- **What you should do**
The listing below is the input. Say how many of its lines contain "defines", giving the number alone.
++++++++++++++++++++
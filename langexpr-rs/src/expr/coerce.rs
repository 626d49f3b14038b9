//! Best-effort conversion between loosely typed values.
//!
//! Values already of the target type pass through.  Anything else is
//! stringified and re-parsed, so `5.0` becomes the integer `5` but `5.5`
//! does not.

use std::fmt;

use super::error::CoercionError;
use super::value::{parse_float, Value};

/// A conversion target, as written in type arguments and DSL signatures.
#[derive(Debug, Clone, PartialEq, Eq, Hash)]
pub enum TypeTag {
    /// 32-bit integer.
    Int,
    Long,
    Float,
    Double,
    Boolean,
    String,
    Any,
    /// A host-defined type name.  Values pass through unchanged.
    Named(String),
}

impl TypeTag {
    pub fn parse(text: &str) -> TypeTag {
        let t = text.trim();
        match t.to_ascii_lowercase().as_str() {
            "int" | "integer" | "number" => TypeTag::Int,
            "long" => TypeTag::Long,
            "float" => TypeTag::Float,
            "double" => TypeTag::Double,
            "string" | "str" => TypeTag::String,
            "boolean" | "bool" => TypeTag::Boolean,
            "object" | "any" | "" => TypeTag::Any,
            _ => TypeTag::Named(t.to_string()),
        }
    }
}

impl fmt::Display for TypeTag {
    fn fmt(&self, f: &mut fmt::Formatter<'_>) -> fmt::Result {
        match self {
            TypeTag::Int => f.write_str("int"),
            TypeTag::Long => f.write_str("long"),
            TypeTag::Float => f.write_str("float"),
            TypeTag::Double => f.write_str("double"),
            TypeTag::Boolean => f.write_str("boolean"),
            TypeTag::String => f.write_str("string"),
            TypeTag::Any => f.write_str("object"),
            TypeTag::Named(n) => f.write_str(n),
        }
    }
}

/// Convert `value` to `target`.
pub fn coerce(value: Value, target: &TypeTag) -> Result<Value, CoercionError> {
    if value.is_null() {
        return Ok(Value::Null);
    }
    let already = match (target, &value) {
        (TypeTag::Any | TypeTag::Named(_), _)
        | (TypeTag::Long, Value::Int(_))
        | (TypeTag::Float | TypeTag::Double, Value::Float(_))
        | (TypeTag::Boolean, Value::Bool(_))
        | (TypeTag::String, Value::Str(_)) => true,
        (TypeTag::Int, Value::Int(n)) => i32::try_from(*n).is_ok(),
        _ => false,
    };
    if already {
        return Ok(value);
    }

    let text = value.to_string();
    let fail = || CoercionError {
        value: text.clone(),
        target: target.to_string(),
    };
    let t = text.trim();
    match target {
        TypeTag::Int => t
            .parse::<i32>()
            .map(|n| Value::Int(i64::from(n)))
            .map_err(|_| fail()),
        TypeTag::Long => t.parse::<i64>().map(Value::Int).map_err(|_| fail()),
        TypeTag::Float | TypeTag::Double => parse_float(t).map(Value::Float).ok_or_else(fail),
        TypeTag::Boolean => match t.to_ascii_lowercase().as_str() {
            "true" | "1" => Ok(Value::Bool(true)),
            "false" | "0" => Ok(Value::Bool(false)),
            _ => Err(fail()),
        },
        TypeTag::String => Ok(Value::Str(text.clone())),
        TypeTag::Any | TypeTag::Named(_) => Ok(value),
    }
}

/// Rust types a result can be extracted as.
pub trait FromValue: Sized {
    const TYPE: TypeTag;

    fn from_value(value: Value) -> Result<Self, CoercionError>;
}

fn mismatch(value: &Value, target: &TypeTag) -> CoercionError {
    CoercionError {
        value: value.to_string(),
        target: target.to_string(),
    }
}

impl FromValue for Value {
    const TYPE: TypeTag = TypeTag::Any;

    fn from_value(value: Value) -> Result<Self, CoercionError> {
        Ok(value)
    }
}

impl FromValue for i32 {
    const TYPE: TypeTag = TypeTag::Int;

    fn from_value(value: Value) -> Result<Self, CoercionError> {
        match coerce(value, &Self::TYPE)? {
            Value::Int(n) => i32::try_from(n).map_err(|_| mismatch(&Value::Int(n), &Self::TYPE)),
            other => Err(mismatch(&other, &Self::TYPE)),
        }
    }
}

impl FromValue for i64 {
    const TYPE: TypeTag = TypeTag::Long;

    fn from_value(value: Value) -> Result<Self, CoercionError> {
        match coerce(value, &Self::TYPE)? {
            Value::Int(n) => Ok(n),
            other => Err(mismatch(&other, &Self::TYPE)),
        }
    }
}

impl FromValue for f64 {
    const TYPE: TypeTag = TypeTag::Double;

    fn from_value(value: Value) -> Result<Self, CoercionError> {
        match coerce(value, &Self::TYPE)? {
            Value::Float(x) => Ok(x),
            other => Err(mismatch(&other, &Self::TYPE)),
        }
    }
}

impl FromValue for bool {
    const TYPE: TypeTag = TypeTag::Boolean;

    fn from_value(value: Value) -> Result<Self, CoercionError> {
        match coerce(value, &Self::TYPE)? {
            Value::Bool(b) => Ok(b),
            other => Err(mismatch(&other, &Self::TYPE)),
        }
    }
}

impl FromValue for String {
    const TYPE: TypeTag = TypeTag::String;

    fn from_value(value: Value) -> Result<Self, CoercionError> {
        match coerce(value, &Self::TYPE)? {
            Value::Str(s) => Ok(s),
            other => Err(mismatch(&other, &Self::TYPE)),
        }
    }
}

// ── Tests ─────────────────────────────────────────────────────────────────────
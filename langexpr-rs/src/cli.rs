//! Command-line argument parsing.
//!
//! Usage:
//!   langexpr [-d] [-f[<file>]] [-e<expr>]... [-D<name>=<value>]... [-t<type>] [-V|-F|-P]
//!
//! Without `-e`, expressions are read from stdin, one per line.

use std::path::PathBuf;

use directories::{BaseDirs, ProjectDirs};

/// Environment variable naming an explicit settings file.
pub const RC_ENV: &str = "LANGEXPR_RC";
/// Settings file name looked up in the home and current directories.
pub const RC_NAME: &str = ".langexprrc";

pub const USAGE: &str =
    "Usage: langexpr [-d] [-f[<file>]] [-e<expr>]... [-D<name>=<value>]... [-t<type>] [-V|-F|-P]";

// ── Public types ──────────────────────────────────────────────────────────────

/// Parsed command-line arguments.
#[derive(Debug, Default)]
pub struct CliArgs {
    /// Settings-file specification.
    pub config: ConfigFile,
    /// Expressions given with `-e`, in order.
    pub exprs: Vec<String>,
    /// Variables given with `-D`, in order.
    pub defines: Vec<(String, String)>,
    /// Result type for `-t<type>`.
    pub result_type: Option<String>,
    /// What to do with each expression.
    pub mode: Mode,
    /// Debug mode (`-d`).
    pub debug: bool,
}

/// How to choose the settings file.
#[derive(Debug, Default)]
pub enum ConfigFile {
    /// Search the standard locations (default).
    #[default]
    Search,
    /// `-f` with no file argument: skip the settings file.
    Skip,
    /// `-f<file>`: load this specific file.
    Explicit(PathBuf),
}

#[derive(Debug, Default, Clone, Copy, PartialEq, Eq)]
pub enum Mode {
    /// Evaluate and print the result (default).
    #[default]
    Evaluate,
    /// `-V`: check syntax only.
    Validate,
    /// `-F`: print the compact form.
    Format,
    /// `-P`: print the pretty form.
    Pretty,
}

// ── Parsing ───────────────────────────────────────────────────────────────────

/// Parse `std::env::args()` and return [`CliArgs`] or an error message.
pub fn parse_args() -> Result<CliArgs, String> {
    let raw: Vec<String> = std::env::args().collect();
    parse_argv(raw.get(1..).unwrap_or_default())
}

/// Parse a slice of argument strings (exposed for testing).
pub fn parse_argv(argv: &[String]) -> Result<CliArgs, String> {
    let mut args = CliArgs::default();
    let mut i = 0;

    while i < argv.len() {
        let arg = argv[i].as_str();

        if !arg.starts_with('-') || arg == "-" {
            return Err(format!("unexpected argument: {arg}"));
        }

        let chars: Vec<char> = arg[1..].chars().collect();
        let mut j = 0;
        while j < chars.len() {
            match chars[j] {
                'd' => args.debug = true,
                'V' => args.mode = Mode::Validate,
                'F' => args.mode = Mode::Format,
                'P' => args.mode = Mode::Pretty,

                // -f[<file>]
                'f' => {
                    if j + 1 < chars.len() {
                        let file: String = chars[j + 1..].iter().collect();
                        args.config = ConfigFile::Explicit(PathBuf::from(file));
                        j = chars.len();
                    } else if i + 1 < argv.len() && !argv[i + 1].starts_with('-') {
                        i += 1;
                        args.config = ConfigFile::Explicit(PathBuf::from(&argv[i]));
                    } else {
                        args.config = ConfigFile::Skip;
                    }
                }

                'e' => {
                    let expr = take_value(argv, &mut i, &chars, &mut j, "-e requires an expression")?;
                    args.exprs.push(expr);
                }

                't' => {
                    let ty = take_value(argv, &mut i, &chars, &mut j, "-t requires a type name")?;
                    args.result_type = Some(ty);
                }

                'D' => {
                    let def = take_value(argv, &mut i, &chars, &mut j, "-D requires name=value")?;
                    let (name, value) = def
                        .split_once('=')
                        .filter(|(name, _)| !name.trim().is_empty())
                        .ok_or_else(|| format!("-D expects name=value, got '{def}'"))?;
                    args.defines.push((name.trim().to_owned(), value.to_owned()));
                }

                c => return Err(format!("unknown option: -{c}")),
            }
            j += 1;
        }
        i += 1;
    }

    Ok(args)
}

/// The value of a flag: the rest of this argument, or the next one.
fn take_value(
    argv: &[String],
    i: &mut usize,
    chars: &[char],
    j: &mut usize,
    missing: &str,
) -> Result<String, String> {
    if *j + 1 < chars.len() {
        let s: String = chars[*j + 1..].iter().collect();
        *j = chars.len();
        Ok(s)
    } else if *i + 1 < argv.len() {
        *i += 1;
        Ok(argv[*i].clone())
    } else {
        Err(missing.to_owned())
    }
}

// ── Path helpers ──────────────────────────────────────────────────────────────

/// Candidate settings files in search order: `$LANGEXPR_RC`, the platform
/// config directory, the home directory, the current directory.
pub fn config_candidates() -> Vec<PathBuf> {
    let mut paths = Vec::new();
    if let Some(p) = std::env::var_os(RC_ENV) {
        paths.push(PathBuf::from(p));
    }
    if let Some(dirs) = ProjectDirs::from("", "", "langexpr") {
        paths.push(dirs.config_dir().join("config"));
    }
    if let Some(base) = BaseDirs::new() {
        paths.push(base.home_dir().join(RC_NAME));
    }
    paths.push(PathBuf::from(".").join(RC_NAME));
    paths
}

/// The first candidate settings file that exists, or `None`.
pub fn find_user_config() -> Option<PathBuf> {
    config_candidates().into_iter().find(|p| p.is_file())
}

// ── Tests ─────────────────────────────────────────────────────────────────────

#[cfg(test)]
mod tests {
    use super::*;

    fn argv(args: &[&str]) -> Vec<String> {
        args.iter().map(|&s| s.to_owned()).collect()
    }

    #[test]
    fn empty_args() {
        let a = parse_argv(&argv(&[])).unwrap();
        assert!(a.exprs.is_empty());
        assert_eq!(a.mode, Mode::Evaluate);
        assert!(matches!(a.config, ConfigFile::Search));
    }

    #[test]
    fn expressions_embedded_and_separate() {
        let a = parse_argv(&argv(&["-e1 + 2", "-e", "'a' + 1"])).unwrap();
        assert_eq!(a.exprs, ["1 + 2", "'a' + 1"]);
    }

    #[test]
    fn mode_flags_last_wins() {
        assert_eq!(parse_argv(&argv(&["-V"])).unwrap().mode, Mode::Validate);
        assert_eq!(parse_argv(&argv(&["-VP"])).unwrap().mode, Mode::Pretty);
        assert_eq!(parse_argv(&argv(&["-F", "-d"])).unwrap().mode, Mode::Format);
    }

    #[test]
    fn combined_flags_with_value() {
        let a = parse_argv(&argv(&["-dtint", "-e", "7"])).unwrap();
        assert!(a.debug);
        assert_eq!(a.result_type.as_deref(), Some("int"));
    }

    #[test]
    fn defines() {
        let a = parse_argv(&argv(&["-Dlevel=5", "-D", "name=a=b"])).unwrap();
        assert_eq!(
            a.defines,
            [("level".to_owned(), "5".to_owned()), ("name".to_owned(), "a=b".to_owned())]
        );
        assert!(parse_argv(&argv(&["-Dnovalue"])).is_err());
        assert!(parse_argv(&argv(&["-D=1"])).is_err());
    }

    #[test]
    fn config_skip() {
        let a = parse_argv(&argv(&["-f"])).unwrap();
        assert!(matches!(a.config, ConfigFile::Skip));
        let a = parse_argv(&argv(&["-f", "-d"])).unwrap();
        assert!(matches!(a.config, ConfigFile::Skip));
    }

    #[test]
    fn config_explicit() {
        let a = parse_argv(&argv(&["-fmy.rc"])).unwrap();
        assert!(matches!(&a.config, ConfigFile::Explicit(p) if p == &PathBuf::from("my.rc")));
        let a = parse_argv(&argv(&["-f", "my.rc"])).unwrap();
        assert!(matches!(&a.config, ConfigFile::Explicit(p) if p == &PathBuf::from("my.rc")));
    }

    #[test]
    fn missing_values_and_unknown_flags() {
        assert!(parse_argv(&argv(&["-e"])).is_err());
        assert!(parse_argv(&argv(&["-t"])).is_err());
        assert!(parse_argv(&argv(&["-z"])).is_err());
        assert!(parse_argv(&argv(&["stray"])).is_err());
    }

    #[test]
    fn candidates_end_with_current_directory() {
        let c = config_candidates();
        assert_eq!(c.last(), Some(&PathBuf::from(".").join(RC_NAME)));
    }
}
++++++++++++++++++++
- **Exercise response**
4